Come the late Sixties, she wore sensible maxi dresses rather than flirtatious minis (albeit she was by then over 50, so probably already too old for revealing shows of thigh). I suspect, however, that she was always a handsome woman rather than a vamp.
Yet she has a habit of flouting convention. It’s not the subject of this book but, after a protracted affair with an older man starting when she was 15, she found she enjoyed sex and later, as she developed her successful career as a publisher, she lived with, but never married, a succession of men.
She has written about these affairs — with the Egyptian writer who committed suicide in her Primrose Hill flat, with the American Black Power activist who was later murdered, and with the Jamaican playwright whom she initially shared with his wife, then with another younger woman, before he returned to the Caribbean,
leaving her alone, but content, in North London. She has admitted to being a ‘sucker for oppressed foreigners’, though her fellow publisher Carmen Callil has called her an ‘avid dabbler in female masochism’.
There are no dud essays in this compilation but, as well as her fond evocation of her grandparents’ garden, a couple more stand out. One is about the unsettling and ultimately corrupting experience of expatriate life in post-independence Tobago. She writes beautifully about a place where ‘flowers clamber and perch as though they had claws and wings’. But she is uneasy about the condescension of white foreigners, who talk of their ‘priceless’ servants and pause before describing a local as a friend, as if to show their broadmindedness. She concludes they are all living a dream which, they should remember, is very different from reality.
The other cracker is about the time, in her late early forties, when her period didn’t arrive, she hummed and ha-ed about having an abortion, then decided to embrace the moment and, with great enthusiasm, to have the baby. Sadly, though her no-nonsense style wouldn’t allow such a word, she woke up one night in excruciating pain and bleeding heavily. She only just made it to hospital in time for the blood transfusions needed to save her own life. But when her ordeal was over she didn’t feel any real loss, only recalling her sense of happiness when she was pregnant.
Since her mid-seventies, she maintains she has stopped feeling a sexual being and has welcomed the restfulness that comes with ‘Old Woman’ status.

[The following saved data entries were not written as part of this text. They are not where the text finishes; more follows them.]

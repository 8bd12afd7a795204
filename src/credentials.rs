// Copyright 2026, Jeroen van Erp <jeroen@geeko.me>
// SPDX-License-Identifier: Apache-2.0

//! Cluster credential assembly: trust store from the cluster CA bundle plus a
//! bearer token scoped to the cluster.

use crate::aws::token::TokenIssuer;
use crate::error::{BootstrapError, Result};
use crate::types::ClusterDescriptor;
use base64::{engine::general_purpose::STANDARD, Engine as _};
use chrono::{DateTime, Utc};
use secrecy::{ExposeSecret, SecretString};
use tracing::{debug, instrument};

/// Short-lived token proving identity to the cluster API server
#[derive(Clone, Debug)]
pub struct BearerToken {
    secret: SecretString,
    expires_at: DateTime<Utc>,
}

impl BearerToken {
    pub fn new(secret: impl Into<SecretString>, expires_at: DateTime<Utc>) -> Self {
        BearerToken {
            secret: secret.into(),
            expires_at,
        }
    }

    pub fn secret(&self) -> &SecretString {
        &self.secret
    }

    pub fn expires_at(&self) -> DateTime<Utc> {
        self.expires_at
    }

    /// Value for an `Authorization` header
    pub fn header_value(&self) -> String {
        format!("Bearer {}", self.secret.expose_secret())
    }
}

/// DER-encoded CA certificates the cluster client trusts, and nothing else
#[derive(Clone, Debug, PartialEq, Eq)]
pub struct TrustStore(Vec<Vec<u8>>);

impl TrustStore {
    /// Decode a base64 PEM bundle, keeping every CERTIFICATE block
    pub fn from_base64_pem(bundle: &str) -> Result<Self> {
        let pem_bytes = STANDARD.decode(bundle.trim()).map_err(|e| {
            BootstrapError::MalformedCertificate(format!("CA bundle is not valid base64: {}", e))
        })?;

        let blocks = pem::parse_many(&pem_bytes).map_err(|e| {
            BootstrapError::MalformedCertificate(format!("CA bundle is not valid PEM: {}", e))
        })?;

        let certificates: Vec<Vec<u8>> = blocks
            .into_iter()
            .filter(|block| block.tag() == "CERTIFICATE")
            .map(|block| block.into_contents())
            .collect();

        if certificates.is_empty() {
            return Err(BootstrapError::MalformedCertificate(
                "CA bundle contains no certificates".to_string(),
            ));
        }

        Ok(TrustStore(certificates))
    }

    pub fn certificates(&self) -> &[Vec<u8>] {
        &self.0
    }
}

/// Everything needed to authenticate one call against a cluster.
/// Lives for a single invocation only.
#[derive(Clone, Debug)]
pub struct Credentials {
    pub token: BearerToken,
    pub trust_store: TrustStore,
}

/// Assemble credentials for a cluster.
///
/// The CA bundle is decoded first so that a malformed bundle never leads to a
/// token request. The role-scoped token is requested if and only if
/// `role_arn` is set.
#[instrument(skip(descriptor, issuer), fields(cluster = %descriptor.name()))]
pub async fn build_credentials(
    descriptor: &ClusterDescriptor,
    role_arn: Option<&str>,
    issuer: &dyn TokenIssuer,
) -> Result<Credentials> {
    let trust_store = TrustStore::from_base64_pem(descriptor.certificate_authority())?;
    debug!(
        "Decoded {} CA certificate(s) for cluster {}",
        trust_store.certificates().len(),
        descriptor.name()
    );

    let token = match role_arn {
        Some(role_arn) => issuer.role_token(descriptor.name(), role_arn).await?,
        None => issuer.caller_token(descriptor.name()).await?,
    };
    debug!("Obtained bearer token valid until {}", token.expires_at());

    Ok(Credentials { token, trust_store })
}

#[cfg(test)]
mod tests {
    use super::*;
    use crate::aws::token::MockTokenIssuer;
    use crate::test_utils::{ca_bundle_base64, pem_bundle, TEST_CA_DER};

    fn make_descriptor(ca: &str) -> ClusterDescriptor {
        ClusterDescriptor::new("test-cluster", "https://cluster.example", ca).unwrap()
    }

    fn make_token(value: &str) -> BearerToken {
        BearerToken::new(value.to_string(), Utc::now())
    }

    #[test]
    fn test_trust_store_from_valid_bundle() {
        let store = TrustStore::from_base64_pem(&ca_bundle_base64()).unwrap();
        assert_eq!(store.certificates(), &[TEST_CA_DER.to_vec()]);
    }

    #[test]
    fn test_trust_store_keeps_every_certificate() {
        let bundle = format!("{}{}", pem_bundle(b"first"), pem_bundle(b"second"));
        let store = TrustStore::from_base64_pem(&STANDARD.encode(bundle)).unwrap();

        assert_eq!(
            store.certificates(),
            &[b"first".to_vec(), b"second".to_vec()]
        );
    }

    #[test]
    fn test_trust_store_skips_non_certificate_blocks() {
        let key = pem::encode(&pem::Pem::new("PRIVATE KEY", b"key".to_vec()));
        let bundle = format!("{}{}", key, pem_bundle(b"ca"));
        let store = TrustStore::from_base64_pem(&STANDARD.encode(bundle)).unwrap();

        assert_eq!(store.certificates(), &[b"ca".to_vec()]);
    }

    #[test]
    fn test_trust_store_rejects_bad_base64() {
        for input in ["%%%not-base64%%%", "abc", "====", "TUlJQ"] {
            assert!(
                matches!(
                    TrustStore::from_base64_pem(input),
                    Err(BootstrapError::MalformedCertificate(_))
                ),
                "accepted {:?}",
                input
            );
        }
    }

    #[test]
    fn test_trust_store_rejects_base64_without_pem() {
        let input = STANDARD.encode("just some text");
        assert!(matches!(
            TrustStore::from_base64_pem(&input),
            Err(BootstrapError::MalformedCertificate(_))
        ));
    }

    #[test]
    fn test_bearer_token_debug_is_redacted() {
        let token = make_token("tok-abc");
        assert!(!format!("{:?}", token).contains("tok-abc"));
        assert_eq!(token.header_value(), "Bearer tok-abc");
    }

    #[tokio::test]
    async fn test_malformed_bundle_never_requests_token() {
        let mut issuer = MockTokenIssuer::new();
        issuer.expect_caller_token().never();
        issuer.expect_role_token().never();

        let result = build_credentials(&make_descriptor("%%%"), None, &issuer).await;

        assert!(matches!(result, Err(BootstrapError::MalformedCertificate(_))));
    }

    #[tokio::test]
    async fn test_caller_token_without_role() {
        let mut issuer = MockTokenIssuer::new();
        issuer
            .expect_caller_token()
            .withf(|cluster| cluster == "test-cluster")
            .times(1)
            .returning(|_| Ok(make_token("caller-token")));
        issuer.expect_role_token().never();

        let credentials = build_credentials(&make_descriptor(&ca_bundle_base64()), None, &issuer)
            .await
            .unwrap();

        assert_eq!(credentials.token.secret().expose_secret(), "caller-token");
        assert_eq!(credentials.trust_store.certificates().len(), 1);
    }

    #[tokio::test]
    async fn test_role_token_with_role() {
        let mut issuer = MockTokenIssuer::new();
        issuer.expect_caller_token().never();
        issuer
            .expect_role_token()
            .withf(|cluster, role| cluster == "test-cluster" && role == "arn:aws:iam::1:role/admin")
            .times(1)
            .returning(|_, _| Ok(make_token("role-token")));

        let credentials = build_credentials(
            &make_descriptor(&ca_bundle_base64()),
            Some("arn:aws:iam::1:role/admin"),
            &issuer,
        )
        .await
        .unwrap();

        assert_eq!(credentials.token.secret().expose_secret(), "role-token");
    }

    #[tokio::test]
    async fn test_issuer_failure_is_propagated() {
        let mut issuer = MockTokenIssuer::new();
        issuer
            .expect_caller_token()
            .returning(|_| Err(BootstrapError::TokenIssuance("no credentials".to_string())));

        let result = build_credentials(&make_descriptor(&ca_bundle_base64()), None, &issuer).await;

        assert!(matches!(result, Err(BootstrapError::TokenIssuance(_))));
    }
}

In the last decade she has moved (the subject of a piece here) to an old people’s home in Highgate, which she characterises as her most decisive initiative in a life in which things have just tended to happen.
Any residual wistfulness or sense of entitlement in Athill is trumped and enhanced at every stage by her wry, humane intelligence. As a manifesto for living to
the full, this deceptively slight book couldn’t be better.